◆ DATASET RECORDS ◆
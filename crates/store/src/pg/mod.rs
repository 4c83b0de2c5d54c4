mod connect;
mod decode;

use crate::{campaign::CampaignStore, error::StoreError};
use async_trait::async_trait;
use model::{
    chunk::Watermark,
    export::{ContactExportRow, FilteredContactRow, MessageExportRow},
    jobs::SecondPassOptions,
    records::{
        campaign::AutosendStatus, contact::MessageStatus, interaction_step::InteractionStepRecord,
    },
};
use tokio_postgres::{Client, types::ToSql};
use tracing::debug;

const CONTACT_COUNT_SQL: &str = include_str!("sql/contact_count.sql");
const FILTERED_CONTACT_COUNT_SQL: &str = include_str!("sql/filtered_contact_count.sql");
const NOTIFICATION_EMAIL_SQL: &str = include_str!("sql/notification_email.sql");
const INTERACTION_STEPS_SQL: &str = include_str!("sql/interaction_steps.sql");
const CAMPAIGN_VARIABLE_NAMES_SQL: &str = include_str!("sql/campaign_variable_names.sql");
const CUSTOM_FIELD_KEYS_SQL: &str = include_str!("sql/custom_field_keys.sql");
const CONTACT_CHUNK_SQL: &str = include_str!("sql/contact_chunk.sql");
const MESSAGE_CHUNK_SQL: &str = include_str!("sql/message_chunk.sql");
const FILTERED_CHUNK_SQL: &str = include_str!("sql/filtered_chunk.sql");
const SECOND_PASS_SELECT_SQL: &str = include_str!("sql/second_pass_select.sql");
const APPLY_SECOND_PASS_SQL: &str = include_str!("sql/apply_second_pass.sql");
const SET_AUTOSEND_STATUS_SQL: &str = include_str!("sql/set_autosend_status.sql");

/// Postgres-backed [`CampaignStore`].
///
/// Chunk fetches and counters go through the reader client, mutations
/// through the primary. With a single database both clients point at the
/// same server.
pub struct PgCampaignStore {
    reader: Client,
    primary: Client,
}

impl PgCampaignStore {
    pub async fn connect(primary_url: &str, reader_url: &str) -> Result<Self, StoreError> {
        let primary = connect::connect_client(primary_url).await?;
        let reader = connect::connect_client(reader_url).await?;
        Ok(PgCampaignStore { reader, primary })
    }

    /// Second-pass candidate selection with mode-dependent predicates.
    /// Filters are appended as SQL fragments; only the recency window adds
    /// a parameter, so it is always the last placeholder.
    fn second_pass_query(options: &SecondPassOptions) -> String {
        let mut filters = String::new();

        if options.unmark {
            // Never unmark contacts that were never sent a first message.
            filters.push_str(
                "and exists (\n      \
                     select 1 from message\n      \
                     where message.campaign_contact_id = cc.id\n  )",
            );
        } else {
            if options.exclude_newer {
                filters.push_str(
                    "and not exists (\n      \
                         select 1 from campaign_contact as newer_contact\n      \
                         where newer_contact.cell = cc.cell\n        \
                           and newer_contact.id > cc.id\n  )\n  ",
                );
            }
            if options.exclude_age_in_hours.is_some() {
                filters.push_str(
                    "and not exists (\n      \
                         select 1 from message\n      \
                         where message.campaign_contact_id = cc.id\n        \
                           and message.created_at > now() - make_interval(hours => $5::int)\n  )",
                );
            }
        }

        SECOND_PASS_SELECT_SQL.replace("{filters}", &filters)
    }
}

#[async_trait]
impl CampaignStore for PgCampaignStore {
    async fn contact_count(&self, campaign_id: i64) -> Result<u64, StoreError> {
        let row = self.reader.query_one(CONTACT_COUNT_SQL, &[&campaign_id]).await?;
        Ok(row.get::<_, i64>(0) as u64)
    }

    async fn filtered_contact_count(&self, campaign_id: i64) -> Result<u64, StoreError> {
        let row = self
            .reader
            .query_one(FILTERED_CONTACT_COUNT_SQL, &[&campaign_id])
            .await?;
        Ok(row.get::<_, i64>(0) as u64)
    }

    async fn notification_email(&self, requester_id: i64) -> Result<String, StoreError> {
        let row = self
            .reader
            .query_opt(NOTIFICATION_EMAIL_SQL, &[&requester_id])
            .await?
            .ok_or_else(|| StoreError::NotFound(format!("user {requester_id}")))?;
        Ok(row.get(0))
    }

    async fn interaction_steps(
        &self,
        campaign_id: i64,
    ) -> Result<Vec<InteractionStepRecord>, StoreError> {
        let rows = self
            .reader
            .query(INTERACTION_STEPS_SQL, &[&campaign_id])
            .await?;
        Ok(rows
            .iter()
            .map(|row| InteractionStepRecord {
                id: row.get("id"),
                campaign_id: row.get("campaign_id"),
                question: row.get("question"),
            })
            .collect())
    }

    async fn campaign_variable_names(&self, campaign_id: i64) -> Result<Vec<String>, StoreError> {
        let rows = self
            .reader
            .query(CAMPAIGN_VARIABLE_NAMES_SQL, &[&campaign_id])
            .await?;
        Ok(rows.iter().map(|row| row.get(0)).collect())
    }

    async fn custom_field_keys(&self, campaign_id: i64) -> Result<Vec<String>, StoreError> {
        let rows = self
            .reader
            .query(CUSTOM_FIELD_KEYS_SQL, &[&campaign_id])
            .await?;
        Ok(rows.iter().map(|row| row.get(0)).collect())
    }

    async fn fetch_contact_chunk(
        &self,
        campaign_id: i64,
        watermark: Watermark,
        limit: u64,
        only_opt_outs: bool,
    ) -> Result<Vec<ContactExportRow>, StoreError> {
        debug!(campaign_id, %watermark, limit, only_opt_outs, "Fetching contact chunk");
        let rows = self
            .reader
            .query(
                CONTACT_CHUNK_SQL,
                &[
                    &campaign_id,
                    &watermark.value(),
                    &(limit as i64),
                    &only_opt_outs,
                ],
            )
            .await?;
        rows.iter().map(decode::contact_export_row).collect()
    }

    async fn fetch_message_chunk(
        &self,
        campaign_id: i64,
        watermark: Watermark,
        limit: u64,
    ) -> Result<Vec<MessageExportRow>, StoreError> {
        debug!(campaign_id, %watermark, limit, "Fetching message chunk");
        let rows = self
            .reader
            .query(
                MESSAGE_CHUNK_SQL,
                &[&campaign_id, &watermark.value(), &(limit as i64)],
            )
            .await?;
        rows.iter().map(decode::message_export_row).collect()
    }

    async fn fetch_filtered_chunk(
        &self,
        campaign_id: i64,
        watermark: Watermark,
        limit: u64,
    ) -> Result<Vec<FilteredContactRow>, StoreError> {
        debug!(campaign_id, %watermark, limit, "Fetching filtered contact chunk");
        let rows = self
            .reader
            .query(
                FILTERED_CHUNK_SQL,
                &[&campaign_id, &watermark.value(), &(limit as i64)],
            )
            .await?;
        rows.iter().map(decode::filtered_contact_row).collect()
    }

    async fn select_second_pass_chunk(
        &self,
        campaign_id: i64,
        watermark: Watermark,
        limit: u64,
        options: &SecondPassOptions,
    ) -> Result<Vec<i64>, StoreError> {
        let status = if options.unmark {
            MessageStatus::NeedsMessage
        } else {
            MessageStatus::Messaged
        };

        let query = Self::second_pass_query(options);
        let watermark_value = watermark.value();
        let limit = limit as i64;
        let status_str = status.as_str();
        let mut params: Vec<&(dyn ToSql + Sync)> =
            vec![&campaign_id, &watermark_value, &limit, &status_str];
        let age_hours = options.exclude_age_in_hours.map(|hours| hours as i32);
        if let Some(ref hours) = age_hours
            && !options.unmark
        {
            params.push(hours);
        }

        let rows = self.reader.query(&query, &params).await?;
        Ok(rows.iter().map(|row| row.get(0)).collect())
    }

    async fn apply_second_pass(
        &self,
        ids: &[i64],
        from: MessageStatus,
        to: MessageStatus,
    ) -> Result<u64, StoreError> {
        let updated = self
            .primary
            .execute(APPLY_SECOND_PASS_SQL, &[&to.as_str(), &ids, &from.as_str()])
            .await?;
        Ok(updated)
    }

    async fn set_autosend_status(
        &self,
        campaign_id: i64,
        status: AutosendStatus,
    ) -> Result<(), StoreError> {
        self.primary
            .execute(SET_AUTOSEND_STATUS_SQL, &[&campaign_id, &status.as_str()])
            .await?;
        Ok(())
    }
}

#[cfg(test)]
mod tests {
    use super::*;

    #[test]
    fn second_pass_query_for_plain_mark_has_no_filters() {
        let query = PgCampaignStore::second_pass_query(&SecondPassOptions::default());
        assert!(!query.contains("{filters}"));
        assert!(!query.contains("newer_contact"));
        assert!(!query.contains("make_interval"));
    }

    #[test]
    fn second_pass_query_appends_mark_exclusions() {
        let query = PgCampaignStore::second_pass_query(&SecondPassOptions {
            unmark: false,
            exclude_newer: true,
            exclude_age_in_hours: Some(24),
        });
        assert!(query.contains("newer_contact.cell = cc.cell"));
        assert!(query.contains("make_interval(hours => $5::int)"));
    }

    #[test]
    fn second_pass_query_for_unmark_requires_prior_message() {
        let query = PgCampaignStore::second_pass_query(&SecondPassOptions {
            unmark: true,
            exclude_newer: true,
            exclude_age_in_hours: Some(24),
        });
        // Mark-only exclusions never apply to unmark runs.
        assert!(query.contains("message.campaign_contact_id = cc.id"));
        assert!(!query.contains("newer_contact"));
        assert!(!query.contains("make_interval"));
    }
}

◆ WHAT IS NEEDED ◆
Could you copy exactly the lines from the first line of the records above through the line containing "const NOTIFICATION_EMAIL_SQL: &str", both included, and nothing else?

◆ OUTPUT BELOW ◆
filename crates/store/src/pg/mod.rs
repository 4c83b0de2c5d54c4
mod connect;
mod decode;

use crate::{campaign::CampaignStore, error::StoreError};
use async_trait::async_trait;
use model::{
    chunk::Watermark,
    export::{ContactExportRow, FilteredContactRow, MessageExportRow},
    jobs::SecondPassOptions,
    records::{
        campaign::AutosendStatus, contact::MessageStatus, interaction_step::InteractionStepRecord,
    },
};
use tokio_postgres::{Client, types::ToSql};
use tracing::debug;

const CONTACT_COUNT_SQL: &str = include_str!("sql/contact_count.sql");
const FILTERED_CONTACT_COUNT_SQL: &str = include_str!("sql/filtered_contact_count.sql");
const NOTIFICATION_EMAIL_SQL: &str = include_str!("sql/notification_email.sql");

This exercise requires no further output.